Document Management Overview
Documents provide a flexible way to view, edit, and manage the results of transcription sessions. They are designed to give you more control than static result downloads, especially for use cases like captioning, editing, and reviewing transcripts.
What Is a Document?
A document is a structured, segment-based representation of a transcription result. Unlike raw session results, documents are designed to support modification and post-processing.
We currently support two types of documents:
| Document Type | Description |
|---|---|
| Transcript | Plain transcript, optimized for readability and review |
| Caption | Timed segments (e.g. SRT/VTT) optimized for subtitling and video display |
We offer an online caption editor today, with a visual document editor coming soon.
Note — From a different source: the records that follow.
//! Error type for physics asset operations.
//!
//! Every fallible operation in the fitter, the graphs and the editor returns
//! `Result<T, AssetError>`. Nothing in the core panics on bad input; the editing
//! session decides whether to surface, retry or abandon.

use thiserror::Error;

#[derive(Clone, Debug, PartialEq, Eq, Error)]
pub enum AssetError {
    /// The bone has no (weighted) vertices to fit a primitive to.
    #[error("bone `{bone}` has no vertices to fit")]
    NoVertices { bone: String },

    /// A multi-hull decomposition was requested on soft-skinned vertices.
    #[error("bone `{bone}` has soft-skinned vertices; multi convex hulls need rigid vertices")]
    UnsupportedVertexInfluence { bone: String },

    /// Weld requested on bodies that are not parent/child of each other.
    #[error("bodies {base} and {add} are not adjacent in the bone hierarchy")]
    NotAdjacent { base: usize, add: usize },

    /// Skeleton import produced no bodies.
    #[error("skeleton import created no bodies")]
    EmptyAsset,

    /// The external convex decomposer failed.
    #[error("convex decomposition failed: {reason}")]
    DecompositionFailed { reason: String },

    #[error("body index {index} out of range (count={count})")]
    InvalidBodyIndex { index: usize, count: usize },

    #[error("constraint index {index} out of range (count={count})")]
    InvalidConstraintIndex { index: usize, count: usize },

    #[error("shape index {index} out of range for body {body}")]
    InvalidShapeIndex { body: usize, index: usize },

    #[error("bone `{name}` is not in the skeleton")]
    UnknownBone { name: String },

    #[error("body {index} cannot be combined with itself")]
    SameBody { index: usize },

    /// An invariant check failed.
    #[error("inconsistent physics asset: {reason}")]
    Inconsistent { reason: String },
}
Relation to Transcript Sessions
Documents are always associated with a transcript session. A session may have zero or more documents derived from its results.
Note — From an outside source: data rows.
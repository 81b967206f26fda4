use ragdoll_shared::{AssetError, SkeletonView, bone_extent, root_to_leaf_order};

use crate::editor::GraphEditor;

impl<S: SkeletonView> GraphEditor<S> {
    /// Populates the asset from the skeleton: one fitted body per eligible bone, jointed
    /// to the nearest ancestor body.
    ///
    /// A bone is eligible when it is bigger than `min_bone_size`, or has vertices and
    /// `body_for_all` is set, or (with `walk_past_small`) a bone below it is eligible on
    /// those grounds. Bones are visited root to leaf; once the first body exists, bones
    /// outside its subtree are ignored.
    ///
    /// Bones whose fit fails for lack of usable vertices are skipped. Any other failure
    /// aborts the import and restores the asset as it was before the call.
    ///
    /// Returns the number of bodies created, or [`AssetError::EmptyAsset`] if none were.
    pub fn build_from_skeleton(&mut self) -> Result<usize, AssetError> {
        let bone_count = self.skeleton.bone_count();
        let infos = self.vert_infos.infos(self.params.vert_weighting);

        let big_enough: Vec<bool> = (0..bone_count)
            .map(|bone| {
                let Some(verts) = infos.get(bone) else {
                    return false;
                };
                (self.params.body_for_all && !verts.is_empty())
                    || bone_extent(verts) > self.params.min_bone_size
            })
            .collect();
        let eligible: Vec<bool> = (0..bone_count)
            .map(|bone| {
                big_enough[bone]
                    || (self.params.walk_past_small
                        && (0..bone_count)
                            .any(|d| big_enough[d] && self.skeleton.is_descendant_of(d, bone)))
            })
            .collect();

        let snapshot = self.asset.clone();
        let before = self.asset.body_count();
        let mut physics_root: Option<usize> = None;

        for bone in root_to_leaf_order(&self.skeleton) {
            if !eligible[bone] {
                continue;
            }
            if let Some(root) = physics_root {
                if bone != root && !self.skeleton.is_descendant_of(bone, root) {
                    continue;
                }
            }
            match self.make_body(bone) {
                Ok(_) => {
                    physics_root.get_or_insert(bone);
                }
                Err(
                    e @ (AssetError::NoVertices { .. } | AssetError::UnsupportedVertexInfluence { .. }),
                ) => {
                    log::info!("skipping bone `{}`: {e}", self.skeleton.bone_name(bone));
                }
                Err(e) => {
                    log::warn!("skeleton import aborted at bone `{}`: {e}", self.skeleton.bone_name(bone));
                    self.asset = snapshot;
                    return Err(e);
                }
            }
        }

        let created = self.asset.body_count() - before;
        if created == 0 {
            log::warn!("skeleton import created no bodies ({bone_count} bones)");
            return Err(AssetError::EmptyAsset);
        }
        log::info!(
            "skeleton import created {created} bodies and {} constraints",
            self.asset.constraint_count()
        );
        Ok(created)
    }
}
- A document is created after a batch session completes.
- At this time, real-time transcription sessions do not generate documents, since no data is stored post-session.
- This behavior may change as we roll out recording and retention support.
Why Use Documents?
Unlike downloaded results, documents are:
- Segmented – Organized into human-editable blocks
- Modifiable – Designed for editing and collaboration
- Persistent – Stored and accessible via the API
- Version-aware – Easily integrated into review workflows
Common Use Cases
- Subtitling (SRT/VTT)
- Transcription review and editing
- Translation workflows
- Platform integrations (e.g. embedding captioned videos)
How to Use
To manage documents via the API, refer to:
- CRUD Operations
- Webhooks
- Magic Links – Secure, shareable editing access
- Translation
Downloading Documents
Documents can be retrieved in multiple formats (JSON, PDF, DOCX, SRT, VTT, etc.). As of December 2024, we recommend using URL-based downloads for better performance:
Recommended: URL Download Method
GET /api/v3/speech-to-text/session/{sessionId}/document/{documentId}?format=pdf&direct_download=true
Benefits:
- Faster downloads using pre-generated files
- Reduced API server load
- Better support for large files
- Browser-native download features
Returns a unified response with download URL and metadata (valid for 1 hour):
{
"result": {
"download_url": "https://scriptixbox.blob.core.windows.net/...",
"expires_in": 3600,
"filename": "transcript.pdf",
"content_type": "application/pdf",
"size_bytes": null,
"document": null,
"id": "123e4567-e89b-12d3-a456-426614174000",
"created": "2024-01-15T10:30:00Z",
"last_modified": "2024-01-15T11:00:00Z",
"language": "en",
"type": "document",
"timecode_offset": "00:00:00.000",
"finished": true,
"use_plain_document": false,
"plain_document_changed": false
},
"count": 0,
"total_results": 0
}
Legacy: Direct Streaming (Deprecated)
The original method of streaming document content directly through the API is still supported but deprecated. See Retrieve Document for migration details.
Limitations
- Documents can only be created from completed batch sessions
- Not available for real-time sessions
- Only supported for sessions where transcription results are retained
We plan to expand this functionality with editing, translations, and audio-linked visual editing in upcoming releases.